▸ Collected data entries:
Segment Open

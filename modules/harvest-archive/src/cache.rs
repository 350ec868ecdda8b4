//! Process-local cache of final scrape results.
//!
//! One instance per process, shared by reference with the orchestrator.
//! Every operation runs under a single lock, so purge + lookup and
//! insert + evict are each observed as one step.

use std::num::NonZeroUsize;
use std::sync::Mutex;
use std::time::Duration;

use harvest_common::{Config, ScrapeResult};
use lru::LruCache;
use tokio::time::Instant;
use tracing::debug;

#[derive(Debug, Clone, Copy)]
pub struct CacheSettings {
    pub capacity: usize,
    pub success_ttl: Duration,
    pub failure_ttl: Duration,
}

impl Default for CacheSettings {
    fn default() -> Self {
        Self {
            capacity: 200,
            success_ttl: Duration::from_secs(30 * 60),
            failure_ttl: Duration::from_secs(5 * 60),
        }
    }
}

impl CacheSettings {
    pub fn from_config(config: &Config) -> Self {
        Self {
            capacity: config.cache_capacity,
            success_ttl: config.cache_success_ttl,
            failure_ttl: config.cache_failure_ttl,
        }
    }
}

struct CacheEntry {
    expires_at: Instant,
    value: ScrapeResult,
}

pub struct ScrapeCache {
    entries: Mutex<LruCache<String, CacheEntry>>,
    settings: CacheSettings,
}

impl ScrapeCache {
    pub fn new(settings: CacheSettings) -> Self {
        let capacity = NonZeroUsize::new(settings.capacity).unwrap_or(NonZeroUsize::MIN);
        Self {
            entries: Mutex::new(LruCache::new(capacity)),
            settings,
        }
    }

    /// Purge everything expired, then look `url` up. A hit becomes the most
    /// recently used entry.
    pub fn get(&self, url: &str) -> Option<ScrapeResult> {
        let key = normalize_url(url);
        let now = Instant::now();
        let mut entries = self.entries.lock().expect("scrape cache lock poisoned");

        let expired: Vec<String> = entries
            .iter()
            .filter(|(_, e)| e.expires_at <= now)
            .map(|(k, _)| k.clone())
            .collect();
        for k in &expired {
            entries.pop(k);
        }
        if !expired.is_empty() {
            debug!(purged = expired.len(), "Purged expired scrape cache entries");
        }

        entries.get(&key).map(|e| e.value.clone())
    }

    /// Insert or overwrite. Failures get the shorter TTL. The least recently
    /// used entry is evicted once capacity is reached.
    pub fn insert(&self, url: &str, value: ScrapeResult) {
        let ttl = if value.is_failure() {
            self.settings.failure_ttl
        } else {
            self.settings.success_ttl
        };
        let entry = CacheEntry {
            expires_at: Instant::now() + ttl,
            value,
        };
        let key = normalize_url(url);
        let mut entries = self.entries.lock().expect("scrape cache lock poisoned");
        if let Some((evicted, _)) = entries.push(key.clone(), entry) {
            if evicted != key {
                debug!(evicted = evicted.as_str(), "Evicted scrape cache entry");
            }
        }
    }

    pub fn len(&self) -> usize {
        self.entries.lock().expect("scrape cache lock poisoned").len()
    }

    pub fn is_empty(&self) -> bool {
        self.len() == 0
    }
}

/// Cache key for `url`: scheme and host lower-cased, fragment dropped, path
/// and query kept. Unparsable input is used as-is after trimming.
pub fn normalize_url(url: &str) -> String {
    match url::Url::parse(url.trim()) {
        Ok(mut parsed) => {
            parsed.set_fragment(None);
            parsed.to_string()
        }
        Err(_) => url.trim().to_string(),
    }
}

Segment Closed

▸ TASK OBJECTIVE: Exactly as they stand above, repeat all the records.

▸ REPLY TO THE TASK:
filename modules/harvest-archive/src/cache.rs
repository 350ec868ecdda8b4
//! Process-local cache of final scrape results.
//!
//! One instance per process, shared by reference with the orchestrator.
//! Every operation runs under a single lock, so purge + lookup and
//! insert + evict are each observed as one step.

use std::num::NonZeroUsize;
use std::sync::Mutex;
use std::time::Duration;

use harvest_common::{Config, ScrapeResult};
use lru::LruCache;
use tokio::time::Instant;
use tracing::debug;

#[derive(Debug, Clone, Copy)]
pub struct CacheSettings {
    pub capacity: usize,
    pub success_ttl: Duration,
    pub failure_ttl: Duration,
}

impl Default for CacheSettings {
    fn default() -> Self {
        Self {
            capacity: 200,
            success_ttl: Duration::from_secs(30 * 60),
            failure_ttl: Duration::from_secs(5 * 60),
        }
    }
}

impl CacheSettings {
    pub fn from_config(config: &Config) -> Self {
        Self {
            capacity: config.cache_capacity,
            success_ttl: config.cache_success_ttl,
            failure_ttl: config.cache_failure_ttl,
        }
    }
}

struct CacheEntry {
    expires_at: Instant,
    value: ScrapeResult,
}

pub struct ScrapeCache {
    entries: Mutex<LruCache<String, CacheEntry>>,
    settings: CacheSettings,
}

impl ScrapeCache {
    pub fn new(settings: CacheSettings) -> Self {
        let capacity = NonZeroUsize::new(settings.capacity).unwrap_or(NonZeroUsize::MIN);
        Self {
            entries: Mutex::new(LruCache::new(capacity)),
            settings,
        }
    }

    /// Purge everything expired, then look `url` up. A hit becomes the most
    /// recently used entry.
    pub fn get(&self, url: &str) -> Option<ScrapeResult> {
        let key = normalize_url(url);
        let now = Instant::now();
        let mut entries = self.entries.lock().expect("scrape cache lock poisoned");

        let expired: Vec<String> = entries
            .iter()
            .filter(|(_, e)| e.expires_at <= now)
            .map(|(k, _)| k.clone())
            .collect();
        for k in &expired {
            entries.pop(k);
        }
        if !expired.is_empty() {
            debug!(purged = expired.len(), "Purged expired scrape cache entries");
        }

        entries.get(&key).map(|e| e.value.clone())
    }

    /// Insert or overwrite. Failures get the shorter TTL. The least recently
    /// used entry is evicted once capacity is reached.
    pub fn insert(&self, url: &str, value: ScrapeResult) {
        let ttl = if value.is_failure() {
            self.settings.failure_ttl
        } else {
            self.settings.success_ttl
        };
        let entry = CacheEntry {
            expires_at: Instant::now() + ttl,
            value,
        };
        let key = normalize_url(url);
        let mut entries = self.entries.lock().expect("scrape cache lock poisoned");
        if let Some((evicted, _)) = entries.push(key.clone(), entry) {
            if evicted != key {
                debug!(evicted = evicted.as_str(), "Evicted scrape cache entry");
            }
        }
    }

    pub fn len(&self) -> usize {
        self.entries.lock().expect("scrape cache lock poisoned").len()
    }

    pub fn is_empty(&self) -> bool {
        self.len() == 0
    }
}

/// Cache key for `url`: scheme and host lower-cased, fragment dropped, path
/// and query kept. Unparsable input is used as-is after trimming.
pub fn normalize_url(url: &str) -> String {
    match url::Url::parse(url.trim()) {
        Ok(mut parsed) => {
            parsed.set_fragment(None);
            parsed.to_string()
        }
        Err(_) => url.trim().to_string(),
    }
}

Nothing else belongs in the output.